Collected data
Content starts
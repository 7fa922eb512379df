//! Notebook preprocessing.
//!
//! Turns a source notebook into a runnable working copy:
//!
//! ```text
//! source.ipynb ──► read ──► per code cell: rewrite paths ──► resolve snippet ──► strip placeholder
//!                                                                                      │
//!      source_tmp.ipynb ◄── write ◄── prepend warning collector (optional) ◄───────────┘
//! ```
//!
//! Markdown and raw cells are copied through untouched. The source file is
//! never written.

mod directive;
mod transform;

pub use directive::{LoadDirective, parse_load_directive};
pub use transform::{
    PLACEHOLDER, Resolution, SNIPPETS_DIR, SnippetResolver, has_placeholder, rewrite_paths,
};

use std::fs;
use std::path::{Path, PathBuf};

use nbcheck_notebook::Notebook;

use crate::config::HarnessConfig;
use crate::error::{Error, Result};
use crate::paths::NotebookPaths;

/// Cell id of the injected warning collector.
pub const COLLECTOR_CELL_ID: &str = "nbcheck-warning-collector";

/// Variable the collector appends to; also identifies the collector cell.
pub const COLLECTOR_MARKER: &str = "notebook_warnings";

/// Python source of the warning-collector cell.
///
/// Each warning is stored in `notebook_warnings` and printed, so it ends up
/// in the stream output of the cell that raised it.
pub const COLLECTOR_SOURCE: &str = r#"import warnings
notebook_warnings = []
def warning_collector(message, category, filename, lineno, file=None, line=None):
    entry = f"{category.__name__}: {message} (File {filename}, line {lineno})"
    notebook_warnings.append(entry)
    print(entry)
warnings.showwarning = warning_collector
"#;

/// What preprocessing did to one notebook.
#[derive(Debug, Clone, Default, PartialEq, Eq)]
pub struct PreprocessReport {
    /// Cells in the working copy.
    pub cells: usize,
    /// Whether the warning collector was prepended.
    pub collector_injected: bool,
    /// Indices (in the source notebook) of cells whose paths were rewritten.
    pub rewritten: Vec<usize>,
    /// Snippet files substituted into cells.
    pub snippets: Vec<PathBuf>,
    /// Problems with load-directives: cell index and description.
    pub snippet_problems: Vec<(usize, String)>,
    /// Indices of cells blanked because they held a placeholder.
    pub blanked: Vec<usize>,
}

/// Applies the cell transforms and writes working copies.
pub struct Preprocessor<'a> {
    config: &'a HarnessConfig,
}

impl<'a> Preprocessor<'a> {
    /// Create a preprocessor for `config`.
    pub fn new(config: &'a HarnessConfig) -> Self {
        Self { config }
    }

    /// Transform a notebook in memory.
    ///
    /// `notebook_dir` is the folder of the *source* notebook; snippets are
    /// looked up below it.
    pub fn transform(&self, notebook: &mut Notebook, notebook_dir: &Path) -> PreprocessReport {
        let resolver = SnippetResolver::new(notebook_dir);
        let mut report = PreprocessReport::default();

        for (index, cell) in notebook.cells.iter_mut().enumerate() {
            if !cell.is_code() {
                continue;
            }

            let original = cell.source_text();
            let mut source = rewrite_paths(&original, &self.config.path_mappings).into_owned();
            if source != original {
                report.rewritten.push(index);
            }

            match resolver.resolve(&source) {
                Resolution::Unchanged => {}
                Resolution::Replaced { path, text } => {
                    source = text;
                    report.snippets.push(path);
                }
                Resolution::Missing(path) => {
                    tracing::warn!("Snippet path {} does not exist", path.display());
                    report
                        .snippet_problems
                        .push((index, format!("snippet {} does not exist", path.display())));
                }
                Resolution::Unreadable { path, message } => {
                    tracing::warn!("Snippet {} could not be read: {}", path.display(), message);
                    report.snippet_problems.push((
                        index,
                        format!("snippet {} could not be read: {}", path.display(), message),
                    ));
                }
                Resolution::Malformed(reason) => {
                    tracing::warn!("Cell {}: {}", index, reason);
                    report.snippet_problems.push((index, reason));
                }
            }

            if has_placeholder(&source) {
                source.clear();
                report.blanked.push(index);
            }

            if source != original {
                cell.set_source(&source);
            }
        }

        if self.config.inject_warning_collector {
            notebook.prepend_code_cell(COLLECTOR_CELL_ID, COLLECTOR_SOURCE);
            report.collector_injected = true;
        }

        report.cells = notebook.cells.len();
        report
    }

    /// Read `paths.source`, transform it and write `paths.temp`.
    ///
    /// Any failure here is fatal for this notebook only.
    pub fn preprocess(&self, paths: &NotebookPaths) -> Result<PreprocessReport> {
        let mut notebook = Notebook::read_from_file(&paths.source)?;
        let report = self.transform(&mut notebook, paths.source_dir());

        if let Some(parent) = paths.temp.parent().filter(|p| !p.as_os_str().is_empty()) {
            fs::create_dir_all(parent).map_err(|e| Error::at(parent, e))?;
        }
        notebook.write_to_file(&paths.temp)?;

        tracing::debug!(
            "Preprocessed {} → {} ({} cells, {} blanked, {} snippets)",
            paths.source.display(),
            paths.temp.display(),
            report.cells,
            report.blanked.len(),
            report.snippets.len()
        );
        Ok(report)
    }
}
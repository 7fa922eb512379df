//! Integration tests for the full harness pipeline.
//!
//! External programs are replaced by a fake toolchain that "executes"
//! working copies by writing outputs into them and "renders" them by
//! creating the requested output file.

use std::fs;
use std::path::{Path, PathBuf};
use std::sync::Mutex;

use serde_json::{Value, json};
use tempfile::TempDir;

use nbcheck_core::{
    CommandOutput, CommandRunner, Completion, Driver, ExecutionMode, HarnessConfig, Invocation,
    NotebookDiscoverer, NotebookStatus, Preprocessor, RenderFormat, Result, RunLog, RunSummary,
};
use nbcheck_notebook::Notebook;

// =============================================================================
// Test Helpers
// =============================================================================

/// Stand-in for pytest/nbmake and nbconvert.
///
/// Notebooks whose file name contains `fail` raise an error when run; those
/// containing `warn` print a warning line.
#[derive(Default)]
struct FakeToolchain {
    calls: Mutex<Vec<Invocation>>,
    broken_converter: bool,
}

impl FakeToolchain {
    fn calls_to(&self, program: &str) -> Vec<Invocation> {
        self.calls
            .lock()
            .unwrap()
            .iter()
            .filter(|c| c.program == program)
            .cloned()
            .collect()
    }

    fn execute(&self, invocation: &Invocation) -> CommandOutput {
        let mut code = 0;
        let mut output = String::new();

        for arg in invocation.args.iter().filter(|a| a.ends_with(".ipynb")) {
            let path = Path::new(arg);
            let name = path.file_name().unwrap().to_string_lossy().into_owned();
            let mut doc: Value = serde_json::from_str(&fs::read_to_string(path).unwrap()).unwrap();

            for cell in doc["cells"].as_array_mut().unwrap() {
                if cell["cell_type"] != "code" {
                    continue;
                }
                let mut outputs = vec![json!({"output_type": "stream", "name": "stdout", "text": "ran\n"})];
                if name.contains("warn") {
                    outputs.push(json!({
                        "output_type": "stream",
                        "name": "stderr",
                        "text": "UserWarning: data is noisy\n"
                    }));
                }
                cell["outputs"] = Value::Array(outputs);
            }

            if name.contains("fail") {
                let cells = doc["cells"].as_array_mut().unwrap();
                let last = cells.iter_mut().rev().find(|c| c["cell_type"] == "code").unwrap();
                last["outputs"]
                    .as_array_mut()
                    .unwrap()
                    .push(json!({"output_type": "error", "ename": "ValueError", "evalue": "boom", "traceback": []}));
                code = 1;
                output.push_str(&format!("FAILED {}\n", name));
            } else {
                output.push_str(&format!("PASSED {}\n", name));
            }

            fs::write(path, serde_json::to_string_pretty(&doc).unwrap()).unwrap();
        }

        CommandOutput {
            completion: Completion::Exited(code),
            output,
        }
    }

    fn convert(&self, invocation: &Invocation) -> CommandOutput {
        if self.broken_converter {
            return CommandOutput {
                completion: Completion::Exited(1),
                output: "nbconvert exploded".to_string(),
            };
        }
        let value_of = |flag: &str| {
            invocation
                .args
                .iter()
                .position(|a| a == flag)
                .map(|i| PathBuf::from(&invocation.args[i + 1]))
        };
        if let (Some(name), Some(dir)) = (value_of("--output"), value_of("--output-dir")) {
            fs::write(dir.join(name), "<html></html>").unwrap();
        }
        CommandOutput {
            completion: Completion::Exited(0),
            output: String::new(),
        }
    }
}

impl CommandRunner for FakeToolchain {
    async fn run(&self, invocation: &Invocation) -> Result<CommandOutput> {
        self.calls.lock().unwrap().push(invocation.clone());
        Ok(match invocation.program.as_str() {
            "pytest" => self.execute(invocation),
            "jupyter" => self.convert(invocation),
            _ => CommandOutput {
                completion: Completion::Exited(0),
                output: String::new(),
            },
        })
    }
}

/// A notebook tree under `<tmp>/demos` plus a config pointing at it.
struct Workspace {
    _temp: TempDir,
    base: PathBuf,
    root: PathBuf,
    config: HarnessConfig,
}

impl Workspace {
    fn new() -> Self {
        let temp = TempDir::new().unwrap();
        let base = temp.path().to_path_buf();
        let root = base.join("demos");
        fs::create_dir_all(&root).unwrap();

        let config = HarnessConfig {
            roots: vec![root.clone()],
            output_dir: base.join("html_outputs"),
            log_dir: base.join("logs"),
            ..Default::default()
        };

        Self {
            _temp: temp,
            base,
            root,
            config,
        }
    }

    /// Write a notebook of code cells at `relative` under the root.
    fn notebook(&self, relative: &str, sources: &[&str]) -> PathBuf {
        let cells: Vec<Value> = sources
            .iter()
            .map(|s| json!({"cell_type": "code", "metadata": {}, "execution_count": null, "outputs": [], "source": s}))
            .collect();
        let doc = json!({"cells": cells, "metadata": {}, "nbformat": 4, "nbformat_minor": 5});
        self.file(relative, &serde_json::to_string_pretty(&doc).unwrap())
    }

    fn file(&self, relative: &str, contents: &str) -> PathBuf {
        let path = self.root.join(relative);
        fs::create_dir_all(path.parent().unwrap()).unwrap();
        fs::write(&path, contents).unwrap();
        path
    }

    async fn run(&self, tools: &FakeToolchain) -> (RunSummary, String) {
        let log = RunLog::open(self.base.join("logs/run.log")).unwrap();
        let summary = Driver::new(&self.config, tools, &log).run().await;
        let text = fs::read_to_string(log.path()).unwrap();
        (summary, text)
    }

    fn leftover_temps(&self) -> Vec<PathBuf> {
        walkdir::WalkDir::new(&self.base)
            .into_iter()
            .flatten()
            .map(|e| e.path().to_path_buf())
            .filter(|p| p.to_string_lossy().contains("_tmp"))
            .collect()
    }
}

// =============================================================================
// Preprocessing
// =============================================================================

#[test]
fn test_snippet_and_mount_rewrite() {
    let ws = Workspace::new();
    ws.file("snippets/foo.py", "print(1)");
    let source = ws.notebook(
        "lesson.ipynb",
        &["# %load snippets/foo.py\n...", "x = 5 # /mnt/materials/data.csv"],
    );
    let before = fs::read_to_string(&source).unwrap();

    let config = HarnessConfig {
        inject_warning_collector: false,
        ..ws.config.clone()
    };
    let discovery = NotebookDiscoverer::new(&config).discover();
    let paths = &discovery.notebooks[0];
    let report = Preprocessor::new(&config).preprocess(paths).unwrap();

    let working = Notebook::read_from_file(&paths.temp).unwrap();
    assert_eq!(working.cells.len(), 2);
    assert_eq!(working.cells[0].source_text(), "print(1)");
    assert_eq!(
        working.cells[1].source_text(),
        "x = 5 # /mnt/share/materials/data.csv"
    );
    assert!(report.blanked.is_empty());
    assert_eq!(fs::read_to_string(&source).unwrap(), before);
}

#[test]
fn test_discovery_is_repeatable() {
    let ws = Workspace::new();
    ws.notebook("b.ipynb", &["1"]);
    ws.notebook("a/z.ipynb", &["1"]);
    ws.notebook("a/y.ipynb", &["1"]);
    ws.notebook("c_tmp.ipynb", &["1"]);

    let first: Vec<_> = NotebookDiscoverer::new(&ws.config)
        .discover()
        .notebooks
        .into_iter()
        .map(|p| p.source)
        .collect();
    let second: Vec<_> = NotebookDiscoverer::new(&ws.config)
        .discover()
        .notebooks
        .into_iter()
        .map(|p| p.source)
        .collect();

    assert_eq!(first, second);
    assert_eq!(
        first,
        vec![
            ws.root.join("a/y.ipynb"),
            ws.root.join("a/z.ipynb"),
            ws.root.join("b.ipynb"),
        ]
    );
}

// =============================================================================
// Full Runs
// =============================================================================

#[tokio::test]
async fn test_passing_notebook() {
    let ws = Workspace::new();
    let source = ws.notebook("intro/fbp.ipynb", &["import numpy", "print('done')"]);
    let tools = FakeToolchain::default();

    let (summary, log) = ws.run(&tools).await;

    assert_eq!(summary.status_of(&source), Some(NotebookStatus::Passed));
    assert!(summary.all_passed());
    assert!(ws.base.join("html_outputs/demos/intro/fbp.html").is_file());
    assert!(ws.leftover_temps().is_empty());

    assert!(log.contains(&format!("=== Processing notebook: {} ===", source.display())));
    assert!(log.contains("PASSED fbp_tmp.ipynb"));
    assert!(log.contains("Saved HTML to:"));
    assert!(log.contains("Deleted:"));
    assert!(log.contains("======== Notebook Test Summary ========="));
    assert!(log.contains(&format!("{}: passed", source.display())));

    let pytest = tools.calls_to("pytest");
    assert_eq!(pytest.len(), 1);
    assert_eq!(pytest[0].cwd.as_deref(), Some(source.parent().unwrap()));
}

#[tokio::test]
async fn test_skipped_notebook_is_never_touched() {
    let mut ws = Workspace::new();
    let kept = ws.notebook("kept.ipynb", &["1"]);
    let skipped = ws.notebook("skipped.ipynb", &["1"]);
    ws.config.skip = vec![skipped.clone()];
    let tools = FakeToolchain::default();

    let (summary, log) = ws.run(&tools).await;

    assert_eq!(summary.reports.len(), 1);
    assert_eq!(summary.reports[0].source, kept);
    assert_eq!(summary.status_of(&skipped), None);
    assert!(!log.contains("skipped"));

    for call in tools.calls.lock().unwrap().iter() {
        assert!(call.args.iter().all(|a| !a.contains("skipped")));
    }
}

#[tokio::test]
async fn test_failed_notebook_is_still_rendered_and_cleaned() {
    let ws = Workspace::new();
    let source = ws.notebook("will_fail.ipynb", &["x = 1", "raise ValueError('boom')"]);
    let tools = FakeToolchain::default();

    let (summary, log) = ws.run(&tools).await;

    assert_eq!(summary.status_of(&source), Some(NotebookStatus::Failed));
    assert!(!summary.all_passed());
    assert!(ws.base.join("html_outputs/demos/will_fail.html").is_file());
    assert!(ws.leftover_temps().is_empty());

    assert_eq!(tools.calls_to("jupyter").len(), 1);
    assert!(log.contains("Result: failed (executor exited with status 1)"));
    assert!(log.contains(&format!("{}: failed", source.display())));
    assert!(log.contains("ValueError: boom"));
}

#[tokio::test]
async fn test_warnings_are_collected() {
    let ws = Workspace::new();
    let source = ws.notebook("warn.ipynb", &["import noisy"]);
    let tools = FakeToolchain::default();

    let (summary, log) = ws.run(&tools).await;

    assert_eq!(summary.reports[0].diagnostics, vec!["UserWarning: data is noisy"]);
    assert!(log.contains(&format!(
        "=== Warnings in {} ===",
        summary.reports[0].temp.display()
    )));

    let (_, warnings) = log.split_once("======== All Warnings Summary =========").unwrap();
    assert!(warnings.contains(&format!("{}:\n  UserWarning: data is noisy", source.display())));
}

#[tokio::test]
async fn test_missing_snippet_does_not_stop_the_run() {
    let ws = Workspace::new();
    let source = ws.notebook("lesson.ipynb", &["# %load snippets/missing.py\nprint(2)"]);
    let tools = FakeToolchain::default();

    let (summary, log) = ws.run(&tools).await;

    assert_eq!(summary.status_of(&source), Some(NotebookStatus::Passed));
    assert!(log.contains("Snippet load failed"));
    assert!(log.contains("missing.py"));
}

#[tokio::test]
async fn test_unreadable_notebook_fails_alone() {
    let ws = Workspace::new();
    let broken = ws.file("a_broken.ipynb", "{ not json");
    let good = ws.notebook("b_good.ipynb", &["1"]);
    let tools = FakeToolchain::default();

    let (summary, log) = ws.run(&tools).await;

    assert_eq!(summary.status_of(&broken), Some(NotebookStatus::Failed));
    assert_eq!(summary.status_of(&good), Some(NotebookStatus::Passed));
    assert!(log.contains("Preprocessing failed for"));
    assert_eq!(tools.calls_to("pytest").len(), 1);
    assert!(ws.leftover_temps().is_empty());
}

#[tokio::test]
async fn test_render_failure_keeps_status() {
    let ws = Workspace::new();
    let source = ws.notebook("fine.ipynb", &["1"]);
    let tools = FakeToolchain {
        broken_converter: true,
        ..Default::default()
    };

    let (summary, log) = ws.run(&tools).await;

    assert_eq!(summary.status_of(&source), Some(NotebookStatus::Passed));
    assert_eq!(summary.reports[0].rendered, None);
    assert!(log.contains("Failed to convert"));
    assert!(ws.leftover_temps().is_empty());
}

#[tokio::test]
async fn test_batch_status_is_aggregate() {
    let mut ws = Workspace::new();
    ws.notebook("a.ipynb", &["1"]);
    ws.notebook("b_fail.ipynb", &["1"]);
    ws.config.execution_mode = ExecutionMode::Batch;
    ws.config.render_format = RenderFormat::None;
    let tools = FakeToolchain::default();

    let (summary, log) = ws.run(&tools).await;

    let pytest = tools.calls_to("pytest");
    assert_eq!(pytest.len(), 1);
    assert_eq!(pytest[0].args.iter().filter(|a| a.ends_with(".ipynb")).count(), 2);

    assert!(summary.batch);
    assert_eq!(summary.failed(), 2);
    assert!(log.contains("=== Testing batch of 2 notebook(s) ==="));
    assert!(tools.calls_to("jupyter").is_empty());
    assert!(ws.leftover_temps().is_empty());
}

#[tokio::test]
async fn test_scratch_dir_keeps_sources_clean() {
    let mut ws = Workspace::new();
    ws.notebook("sub/x.ipynb", &["1"]);
    ws.config.scratch_dir = Some(ws.base.join("scratch"));
    let tools = FakeToolchain::default();

    let (summary, _) = ws.run(&tools).await;

    assert_eq!(summary.reports[0].temp, ws.base.join("scratch/demos/sub/x_tmp.ipynb"));
    let pytest = tools.calls_to("pytest");
    assert!(pytest[0].args.iter().any(|a| a.ends_with("scratch/demos/sub/x_tmp.ipynb")));
    assert!(ws.leftover_temps().is_empty());
}

#[tokio::test]
async fn test_missing_root_still_runs_the_others() {
    let mut ws = Workspace::new();
    let source = ws.notebook("a.ipynb", &["1"]);
    let missing = ws.base.join("how-to");
    ws.config.roots.push(missing.clone());
    let tools = FakeToolchain::default();

    let (summary, log) = ws.run(&tools).await;

    assert_eq!(summary.status_of(&source), Some(NotebookStatus::Passed));
    assert!(log.contains(&format!("Could not search {}", missing.display())));
    assert!(log.contains("======== Notebook Test Summary ========="));
    assert!(log.contains(&format!("{}: passed", source.display())));
}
Content ends
TASK DETAILS
Above are the entries; repeat their lines exactly, from the first through the one that contains "pub const COLLECTOR_CELL_ID: &str".

WRITTEN RESPONSE
repository 7fa922eb512379df
//! Notebook preprocessing.
//!
//! Turns a source notebook into a runnable working copy:
//!
//! ```text
//! source.ipynb ──► read ──► per code cell: rewrite paths ──► resolve snippet ──► strip placeholder
//!                                                                                      │
//!      source_tmp.ipynb ◄── write ◄── prepend warning collector (optional) ◄───────────┘
//! ```
//!
//! Markdown and raw cells are copied through untouched. The source file is
//! never written.

mod directive;
mod transform;

pub use directive::{LoadDirective, parse_load_directive};
pub use transform::{
    PLACEHOLDER, Resolution, SNIPPETS_DIR, SnippetResolver, has_placeholder, rewrite_paths,
};

use std::fs;
use std::path::{Path, PathBuf};

use nbcheck_notebook::Notebook;

use crate::config::HarnessConfig;
use crate::error::{Error, Result};
use crate::paths::NotebookPaths;

/// Cell id of the injected warning collector.
pub const COLLECTOR_CELL_ID: &str = "nbcheck-warning-collector";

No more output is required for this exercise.